Using the listing below, print exactly everything from the line with "legal.first().copied().unwrap_or(Action::Stop)" down to the line with "state.facing = action;", both included, and nothing more.

*-*-*

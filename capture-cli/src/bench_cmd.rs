//! Bench command - head-to-head match between two teams
//!
//! Plays a batch of games with alternating sides and reports win rates
//! together with throughput.
//!
//! ## Architecture (4-layer granularity)
//!
//! - Level 1: run() - orchestration
//! - Level 2: load_teams(), report_results()
//! - Level 3: play_match() (capture-arena)
//! - Level 4: timing utilities, formatting

use std::time::{Duration, Instant};

use anyhow::{Context, Result};
use clap::Args;

use capture_arena::{play_match, Layout, MatchConfig, MatchResult, DEFAULT_MOVES};

use crate::team::TeamConfig;

// ============================================================================
// COMMAND ARGUMENTS (Level 4 - Configuration)
// ============================================================================

#[derive(Args)]
pub struct BenchArgs {
    /// First team: builtin name or team JSON file
    #[arg(long, default_value = "balanced")]
    pub first: String,

    /// Second team: builtin name or team JSON file
    #[arg(long, default_value = "baseline")]
    pub second: String,

    /// Number of games to play
    #[arg(long, default_value = "10")]
    pub games: usize,

    /// Maze: builtin name or layout file
    #[arg(long, default_value = "default")]
    pub layout: String,

    /// Move budget per game
    #[arg(long, default_value_t = DEFAULT_MOVES)]
    pub max_moves: u32,

    /// Play games one after another instead of in parallel
    #[arg(long)]
    pub sequential: bool,

    /// Output results as JSON
    #[arg(long)]
    pub json: bool,
}

/// Match result plus timing
struct BenchReport {
    first: String,
    second: String,
    layout: String,
    seed: u64,
    result: MatchResult,
    total_time: Duration,
}

impl BenchReport {
    fn games_per_second(&self) -> f64 {
        let secs = self.total_time.as_secs_f64();
        if secs > 0.0 {
            self.result.games_played as f64 / secs
        } else {
            0.0
        }
    }
}

// ============================================================================
// LEVEL 1 - ORCHESTRATION
// ============================================================================

/// Run bench command
///
/// 1. Load both teams and the layout
/// 2. Play the match
/// 3. Report win rates and timing
pub fn run(args: BenchArgs, seed: u64) -> Result<()> {
    let (first, second) = load_teams(&args)?;
    let layout = Layout::resolve(&args.layout)?;

    tracing::info!(
        "Benchmarking {} vs {} over {} games on {} [seed={}]",
        first.name,
        second.name,
        args.games,
        args.layout,
        seed
    );

    let config = MatchConfig {
        games: args.games,
        max_moves: args.max_moves,
        seed,
        parallel: !args.sequential,
    };

    let start = Instant::now();
    let result = play_match(layout, &first.clone().into_setup(), &second.clone().into_setup(), config)?;
    let total_time = start.elapsed();

    let report = BenchReport {
        first: first.name,
        second: second.name,
        layout: args.layout.clone(),
        seed,
        result,
        total_time,
    };
    report_results(&report, args.json)
}

// ============================================================================
// LEVEL 2 - PHASES
// ============================================================================

fn load_teams(args: &BenchArgs) -> Result<(TeamConfig, TeamConfig)> {
    let first = TeamConfig::resolve(&args.first)
        .with_context(|| format!("Failed to load first team: {}", args.first))?;
    let second = TeamConfig::resolve(&args.second)
        .with_context(|| format!("Failed to load second team: {}", args.second))?;
    Ok((first, second))
}

fn report_results(report: &BenchReport, json: bool) -> Result<()> {
    if json {
        print_json_results(report)
    } else {
        print_text_results(report);
        Ok(())
    }
}

// ============================================================================
// LEVEL 4 - UTILITIES
// ============================================================================

fn format_duration(d: Duration) -> String {
    if d.as_secs() >= 60 {
        format!("{}m {:.1}s", d.as_secs() / 60, (d.as_secs() % 60) as f64 + d.subsec_millis() as f64 / 1000.0)
    } else if d.as_secs() >= 1 {
        format!("{:.2}s", d.as_secs_f64())
    } else {
        format!("{:.1}ms", d.as_secs_f64() * 1000.0)
    }
}

fn print_json_results(report: &BenchReport) -> Result<()> {
    #[derive(serde::Serialize)]
    struct JsonOutput<'a> {
        first: &'a str,
        second: &'a str,
        layout: &'a str,
        seed: u64,
        first_win_rate: f32,
        first_score: f32,
        second_score: f32,
        total_time_ms: u64,
        games_per_second: f64,
        result: &'a MatchResult,
    }

    let output = JsonOutput {
        first: &report.first,
        second: &report.second,
        layout: &report.layout,
        seed: report.seed,
        first_win_rate: report.result.first_win_rate(),
        first_score: report.result.score_for_first(),
        second_score: report.result.score_for_second(),
        total_time_ms: report.total_time.as_millis() as u64,
        games_per_second: report.games_per_second(),
        result: &report.result,
    };

    println!("{}", serde_json::to_string_pretty(&output)?);
    Ok(())
}

fn print_text_results(report: &BenchReport) {
    let result = &report.result;

    println!("\n=== CAPTURE Bench Results ===");
    println!("Layout: {}  Seed: {}\n", report.layout, report.seed);

    println!(
        "{:<20} {:>6} {:>8} {:>8}",
        "Team", "Wins", "Score", "Win %"
    );
    println!("{}", "-".repeat(46));
    println!(
        "{:<20} {:>6} {:>8.1} {:>7.1}%",
        report.first,
        result.first_wins,
        result.score_for_first(),
        result.first_win_rate() * 100.0
    );
    let second_rate = if result.games_played > 0 {
        result.second_wins as f32 / result.games_played as f32
    } else {
        0.0
    };
    println!(
        "{:<20} {:>6} {:>8.1} {:>7.1}%",
        report.second,
        result.second_wins,
        result.score_for_second(),
        second_rate * 100.0
    );

    println!("\nDraws:        {}", result.draws);
    println!("Games:        {}", result.games_played);
    println!("Avg moves:    {:.1}", result.avg_moves);
    println!("Total time:   {}", format_duration(report.total_time));
    println!("Games/s:      {:.2}", report.games_per_second());

    let escapes: u32 = result.game_outcomes.iter().map(|g| g.escapes).sum();
    let faults: u32 = result.game_outcomes.iter().map(|g| g.faults).sum();
    if escapes > 0 || faults > 0 {
        println!("Escapes:      {}", escapes);
        println!("Faults:       {}", faults);
    }
}
//! CAPTURE Core - Adversarial search agent
//!
//! This crate provides the decision core for a capture-the-flag agent:
//! - Observation contract consumed from the host world
//! - Turn rotation over one maximizer and N minimizers
//! - Generalized alpha-beta search
//! - Sparse linear evaluation (named features times a weight table)
//! - Opponent reduction to keep branching inside the tick budget
//! - Cross-turn memory (vulnerability timers, stuck counter, death inference)
//! - Per-tick action selection with random tie-break

pub mod observation;
pub mod error;
pub mod config;
pub mod rotation;
pub mod features;
pub mod heuristics;
pub mod memory;
pub mod opponents;
pub mod search;
pub mod agent;

#[cfg(test)]
pub(crate) mod mock;

// Re-exports for convenient access
pub use observation::{Action, AgentIndex, Cell, Observation, Position, Team, ACTIONS};
pub use error::{ConfigError, SearchError};
pub use config::{AgentConfig, RotationPolicy, TrackerConfig};
pub use rotation::Rotation;
pub use features::{Evaluate, Evaluator, FeatureExtractor, FeatureVector, WeightTable};
pub use heuristics::Role;
pub use memory::{AgentMemory, TickEvents};
pub use opponents::select_rotation;
pub use search::{canonical_successor, AlphaBeta, SearchStats};
pub use agent::{Decision, SearchAgent};
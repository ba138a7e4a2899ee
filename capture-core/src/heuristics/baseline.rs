//! Baseline role: score difference only

use crate::features::{FeatureExtractor, FeatureVector, WeightTable};
use crate::memory::AgentMemory;
use crate::observation::{Action, Observation};

const FEATURES: &[&str] = &["successorScore"];

pub(crate) fn default_weights() -> WeightTable {
    WeightTable::from_pairs(&[("successorScore", 1.0)])
}

/// Scores a state by the team's current score and nothing else
pub struct BaselineFeatures;

impl<O: Observation> FeatureExtractor<O> for BaselineFeatures {
    fn role(&self) -> &'static str {
        "baseline"
    }

    fn feature_names(&self) -> &'static [&'static str] {
        FEATURES
    }

    fn extract(
        &self,
        observation: &O,
        memory: &AgentMemory<O>,
        _action: Option<Action>,
    ) -> FeatureVector {
        let mut features = FeatureVector::new();
        features.set("successorScore", observation.score(memory.team()));
        features
    }
}
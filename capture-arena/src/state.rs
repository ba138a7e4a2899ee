//! Reference capture world
//!
//! Rules:
//! - Agents move one cell per move, half a cell while scared. A half-stepped
//!   agent can only keep going in the direction it faces, and finishes the
//!   step at half speed even if its scare ran out meanwhile, so every agent
//!   is back on a cell after at most one more move.
//! - Stepping onto a cell on the opposing half eats the food there (+1 for
//!   the eater's team) or the capsule there (every opposing agent is scared
//!   for its next 40 moves).
//! - Opponents in contact are resolved on the half they stand on: the
//!   visitor is captured, unless the home agent is scared, in which case the
//!   home agent is. Captured agents respawn unscared.
//! - A team observes every opponent within Manhattan distance 5 of any of
//!   its own agents. Other opponents have no position in its observation.
//! - The match ends when a half is down to 2 food or the moves run out.

use std::sync::Arc;

use capture_core::{Action, AgentIndex, Cell, Observation, Position, Team, ACTIONS};

use crate::distancer::Distancer;
use crate::layout::{team_of, Layout};

/// Moves an agent stays scared after a capsule is eaten
pub const SCARED_MOVES: u32 = 40;

/// Manhattan sight range of a team
pub const SIGHT_RANGE: i32 = 5;

/// Distance covered per move while scared or finishing a half step
const HALF_STEP: f64 = 0.5;

/// Agents closer than this are in contact
const CONTACT_DISTANCE: f64 = 0.7;

/// A half is finished once this little food is left on it
const FOOD_TO_WIN: usize = 2;

/// Default move budget, shared by all agents
pub const DEFAULT_MOVES: u32 = 1200;

#[derive(Clone, Debug, PartialEq)]
pub struct AgentState {
    pub position: Position,
    pub facing: Action,
    pub scared_moves: u32,
}

/// Full world state, optionally viewed by one team
#[derive(Clone, Debug)]
pub struct GameState {
    layout: Arc<Layout>,
    distancer: Arc<Distancer>,
    agents: Vec<AgentState>,
    food: Vec<Cell>,
    capsules: Vec<Cell>,
    /// Positive favours red
    red_score: f64,
    moves_left: u32,
    viewer: Option<Team>,
}

impl GameState {
    pub fn new(layout: Layout, moves: u32) -> Self {
        let distancer = Distancer::new(&layout);
        Self::with_distancer(Arc::new(layout), Arc::new(distancer), moves)
    }

    /// Fresh match sharing an existing layout and distance table
    pub fn with_distancer(layout: Arc<Layout>, distancer: Arc<Distancer>, moves: u32) -> Self {
        let agents = layout
            .spawns
            .iter()
            .map(|&spawn| AgentState {
                position: Position::from(spawn),
                facing: Action::Stop,
                scared_moves: 0,
            })
            .collect();
        Self {
            food: layout.food.clone(),
            capsules: layout.capsules.clone(),
            layout,
            distancer,
            agents,
            red_score: 0.0,
            moves_left: moves,
            viewer: None,
        }
    }

    /// This state as seen by one team
    pub fn observe(&self, team: Team) -> GameState {
        GameState {
            viewer: Some(team),
            ..self.clone()
        }
    }

    /// The unfiltered state
    pub fn omniscient(&self) -> GameState {
        GameState {
            viewer: None,
            ..self.clone()
        }
    }

    pub fn is_over(&self) -> bool {
        self.moves_left == 0
            || self.food(Team::Red).len() <= FOOD_TO_WIN
            || self.food(Team::Blue).len() <= FOOD_TO_WIN
    }

    /// Leading team, `None` on a level score
    pub fn leader(&self) -> Option<Team> {
        if self.red_score > 0.0 {
            Some(Team::Red)
        } else if self.red_score < 0.0 {
            Some(Team::Blue)
        } else {
            None
        }
    }

    pub fn red_score(&self) -> f64 {
        self.red_score
    }

    pub fn moves_left(&self) -> u32 {
        self.moves_left
    }

    pub fn agent_count(&self) -> usize {
        self.agents.len()
    }

    pub fn agent(&self, agent: AgentIndex) -> &AgentState {
        &self.agents[agent]
    }

    pub fn layout(&self) -> &Layout {
        &self.layout
    }

    pub fn is_scared(&self, agent: AgentIndex) -> bool {
        self.agents[agent].scared_moves > 0
    }

    /// Whether `viewer` can currently see `agent`
    fn visible(&self, agent: AgentIndex) -> bool {
        let Some(team) = self.viewer else {
            return true;
        };
        if team_of(agent) == team {
            return true;
        }
        let target = self.agents[agent].position.nearest_cell();
        (0..self.agents.len())
            .filter(|&i| team_of(i) == team)
            .any(|i| self.agents[i].position.nearest_cell().manhattan(target) <= SIGHT_RANGE)
    }

    /// Moves permitted by the maze, ignoring observability
    fn moves_for(&self, agent: AgentIndex) -> Vec<Action> {
        let state = &self.agents[agent];
        if !state.position.is_lattice() {
            let ahead = state.position.advanced(state.facing, HALF_STEP);
            if ahead.is_lattice() && !self.layout.is_wall(ahead.nearest_cell()) {
                return vec![state.facing];
            }
            // Blocked ahead: back out to the cell the step started from
            return vec![state.facing.reverse()];
        }
        let here = state.position.nearest_cell();
        ACTIONS
            .iter()
            .copied()
            .filter(|&action| action == Action::Stop || !self.layout.is_wall(here.step(action)))
            .collect()
    }

    fn respawn(&mut self, agent: AgentIndex) {
        let spawn = self.layout.spawns[agent];
        let state = &mut self.agents[agent];
        state.position = Position::from(spawn);
        state.facing = Action::Stop;
        state.scared_moves = 0;
        tracing::trace!(agent, "captured");
    }

    /// Food and capsule pickup for an agent standing on a lattice cell
    fn consume(&mut self, agent: AgentIndex, cell: Cell) {
        let team = team_of(agent);
        if self.layout.home_team(cell) == team {
            return;
        }
        if let Some(i) = self.food.iter().position(|&f| f == cell) {
            self.food.remove(i);
            self.red_score += match team {
                Team::Red => 1.0,
                Team::Blue => -1.0,
            };
        }
        if let Some(i) = self.capsules.iter().position(|&c| c == cell) {
            self.capsules.remove(i);
            for other in (0..self.agents.len()).filter(|&i| team_of(i) != team) {
                self.agents[other].scared_moves = SCARED_MOVES;
            }
        }
    }

    /// Resolve contact between the mover and every opponent it touches
    fn resolve_contacts(&mut self, agent: AgentIndex) {
        let team = team_of(agent);
        for other in 0..self.agents.len() {
            if team_of(other) == team {
                continue;
            }
            let (here, there) = (self.agents[agent].position, self.agents[other].position);
            if here.distance_to(there) > CONTACT_DISTANCE {
                continue;
            }
            let (home, visitor) = if self.layout.home_team(there.nearest_cell()) == team {
                (agent, other)
            } else {
                (other, agent)
            };
            if self.is_scared(home) {
                self.respawn(home);
            } else {
                self.respawn(visitor);
            }
            // A respawned mover touches nobody else
            if self.agents[agent].position != here {
                return;
            }
        }
    }
}

impl Observation for GameState {
    fn legal_actions(&self, agent: AgentIndex) -> Vec<Action> {
        if !self.visible(agent) {
            return Vec::new();
        }
        self.moves_for(agent)
    }

    fn successor(&self, agent: AgentIndex, action: Action) -> Self {
        let mut next = self.clone();
        let legal = self.moves_for(agent);
        let action = if legal.contains(&action) {
            action
        } else if legal.contains(&Action::Stop) {
            Action::Stop
        } else {
            // Mid-step, the forced move replaces an illegal one
            legal.first().copied().unwrap_or(Action::Stop)
        };

        let state = &mut next.agents[agent];
        let speed = if state.scared_moves > 0 || !state.position.is_lattice() {
            HALF_STEP
        } else {
            1.0
        };
        state.position = state.position.advanced(action, speed);
        state.facing = action;
        state.scared_moves = state.scared_moves.saturating_sub(1);

        let position = state.position;
        if position.is_lattice() {
            next.consume(agent, position.nearest_cell());
        }
        next.resolve_contacts(agent);
        next.moves_left = next.moves_left.saturating_sub(1);
        next
    }

    fn position(&self, agent: AgentIndex) -> Option<Position> {
        self.visible(agent).then(|| self.agents[agent].position)
    }

    fn spawn(&self, agent: AgentIndex) -> Cell {
        self.layout.spawns[agent]
    }

    fn facing(&self, agent: AgentIndex) -> Action {
        self.agents[agent].facing
    }

    fn is_attacking(&self, agent: AgentIndex) -> bool {
        self.layout.home_team(self.agents[agent].position.nearest_cell()) != team_of(agent)
    }

    fn team_of(&self, agent: AgentIndex) -> Team {
        team_of(agent)
    }

    fn agents_on(&self, team: Team) -> Vec<AgentIndex> {
        (0..self.agents.len()).filter(|&i| team_of(i) == team).collect()
    }

    fn score(&self, team: Team) -> f64 {
        match team {
            Team::Red => self.red_score,
            Team::Blue => -self.red_score,
        }
    }

    fn food(&self, team: Team) -> Vec<Cell> {
        self.food
            .iter()
            .copied()
            .filter(|&cell| self.layout.home_team(cell) == team)
            .collect()
    }

    fn capsules(&self, team: Team) -> Vec<Cell> {
        self.capsules
            .iter()
            .copied()
            .filter(|&cell| self.layout.home_team(cell) == team)
            .collect()
    }

    /// Agents always stand on or between open cells, so only cells a caller
    /// makes up (walls, outside the grid) reach the Manhattan fallback
    fn maze_distance(&self, a: Cell, b: Cell) -> f64 {
        match self.distancer.distance(a, b) {
            Some(d) => d as f64,
            None => a.manhattan(b) as f64,
        }
    }

    fn time_remaining(&self) -> f64 {
        self.moves_left as f64
    }
}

*-*-*

- Your solution
            legal.first().copied().unwrap_or(Action::Stop)
        };

        let state = &mut next.agents[agent];
        let speed = if state.scared_moves > 0 || !state.position.is_lattice() {
            HALF_STEP
        } else {
            1.0
        };
        state.position = state.position.advanced(action, speed);
        state.facing = action;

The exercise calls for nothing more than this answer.